- TASK PROMPT
Take every line from the entries below that includes the word "FormData" and copy it.

***

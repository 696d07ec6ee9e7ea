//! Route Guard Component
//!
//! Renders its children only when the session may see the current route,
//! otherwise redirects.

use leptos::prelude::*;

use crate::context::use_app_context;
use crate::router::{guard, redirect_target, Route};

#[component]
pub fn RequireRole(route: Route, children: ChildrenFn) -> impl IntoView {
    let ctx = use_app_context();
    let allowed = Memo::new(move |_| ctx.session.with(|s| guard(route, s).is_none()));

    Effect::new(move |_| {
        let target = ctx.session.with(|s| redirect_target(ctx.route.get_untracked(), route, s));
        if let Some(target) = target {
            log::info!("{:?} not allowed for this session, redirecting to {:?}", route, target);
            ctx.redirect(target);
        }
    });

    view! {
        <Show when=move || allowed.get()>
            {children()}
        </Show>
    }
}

***

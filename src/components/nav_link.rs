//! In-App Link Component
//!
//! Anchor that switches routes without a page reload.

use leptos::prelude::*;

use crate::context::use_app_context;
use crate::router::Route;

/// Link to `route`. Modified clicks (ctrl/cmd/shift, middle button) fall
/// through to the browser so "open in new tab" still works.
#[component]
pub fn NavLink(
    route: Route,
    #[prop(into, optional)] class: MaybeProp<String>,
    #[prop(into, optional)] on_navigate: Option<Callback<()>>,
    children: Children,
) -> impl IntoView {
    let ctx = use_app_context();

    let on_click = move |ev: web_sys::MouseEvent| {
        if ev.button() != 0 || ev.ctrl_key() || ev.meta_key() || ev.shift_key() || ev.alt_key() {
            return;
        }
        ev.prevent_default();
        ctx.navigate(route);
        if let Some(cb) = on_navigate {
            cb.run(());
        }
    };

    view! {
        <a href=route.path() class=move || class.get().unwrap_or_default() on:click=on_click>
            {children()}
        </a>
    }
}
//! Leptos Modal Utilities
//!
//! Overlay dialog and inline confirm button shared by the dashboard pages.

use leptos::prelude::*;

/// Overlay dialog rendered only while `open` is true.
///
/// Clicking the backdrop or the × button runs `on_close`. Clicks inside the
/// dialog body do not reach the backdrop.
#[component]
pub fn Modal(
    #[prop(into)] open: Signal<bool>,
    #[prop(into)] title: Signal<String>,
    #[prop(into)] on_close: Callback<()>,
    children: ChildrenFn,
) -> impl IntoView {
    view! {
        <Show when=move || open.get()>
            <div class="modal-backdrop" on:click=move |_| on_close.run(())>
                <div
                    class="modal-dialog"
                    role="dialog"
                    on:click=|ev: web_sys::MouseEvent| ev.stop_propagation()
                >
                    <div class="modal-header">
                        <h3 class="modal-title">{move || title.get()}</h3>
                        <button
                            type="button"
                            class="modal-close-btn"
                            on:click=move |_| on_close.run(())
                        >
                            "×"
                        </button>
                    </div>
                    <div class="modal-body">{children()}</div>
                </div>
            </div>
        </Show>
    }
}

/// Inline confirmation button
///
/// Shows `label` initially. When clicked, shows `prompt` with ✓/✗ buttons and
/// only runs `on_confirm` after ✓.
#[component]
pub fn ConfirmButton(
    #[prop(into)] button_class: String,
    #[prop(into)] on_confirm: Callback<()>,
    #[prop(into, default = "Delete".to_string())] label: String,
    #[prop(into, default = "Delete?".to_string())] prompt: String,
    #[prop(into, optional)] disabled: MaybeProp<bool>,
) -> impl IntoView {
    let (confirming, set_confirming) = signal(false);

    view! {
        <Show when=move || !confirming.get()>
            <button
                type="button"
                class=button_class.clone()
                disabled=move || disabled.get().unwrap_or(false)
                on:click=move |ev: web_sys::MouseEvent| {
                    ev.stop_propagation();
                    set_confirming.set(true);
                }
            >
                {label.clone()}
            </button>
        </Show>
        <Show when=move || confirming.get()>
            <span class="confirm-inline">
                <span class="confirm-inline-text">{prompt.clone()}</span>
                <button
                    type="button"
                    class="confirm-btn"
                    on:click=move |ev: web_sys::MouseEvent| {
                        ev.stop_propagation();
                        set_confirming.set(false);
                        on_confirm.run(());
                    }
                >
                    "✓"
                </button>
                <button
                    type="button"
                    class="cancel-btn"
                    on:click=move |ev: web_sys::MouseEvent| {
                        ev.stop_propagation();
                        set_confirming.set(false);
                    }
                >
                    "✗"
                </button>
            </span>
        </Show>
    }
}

***

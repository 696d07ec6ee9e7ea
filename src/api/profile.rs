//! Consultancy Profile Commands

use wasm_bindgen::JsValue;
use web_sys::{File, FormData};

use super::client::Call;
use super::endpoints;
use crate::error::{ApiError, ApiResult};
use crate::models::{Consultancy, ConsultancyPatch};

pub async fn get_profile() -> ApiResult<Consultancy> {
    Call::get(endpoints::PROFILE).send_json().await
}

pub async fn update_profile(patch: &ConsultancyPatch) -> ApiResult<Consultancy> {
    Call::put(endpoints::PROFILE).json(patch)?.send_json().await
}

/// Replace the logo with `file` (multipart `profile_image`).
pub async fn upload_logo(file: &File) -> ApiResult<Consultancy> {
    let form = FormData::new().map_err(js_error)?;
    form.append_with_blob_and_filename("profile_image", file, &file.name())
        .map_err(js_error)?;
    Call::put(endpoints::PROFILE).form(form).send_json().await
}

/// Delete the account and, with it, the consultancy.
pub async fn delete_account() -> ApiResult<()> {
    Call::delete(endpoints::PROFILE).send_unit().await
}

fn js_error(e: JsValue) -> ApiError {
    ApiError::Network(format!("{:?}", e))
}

***

- PROBLEM SOLUTION
use web_sys::{File, FormData};
    let form = FormData::new().map_err(js_error)?;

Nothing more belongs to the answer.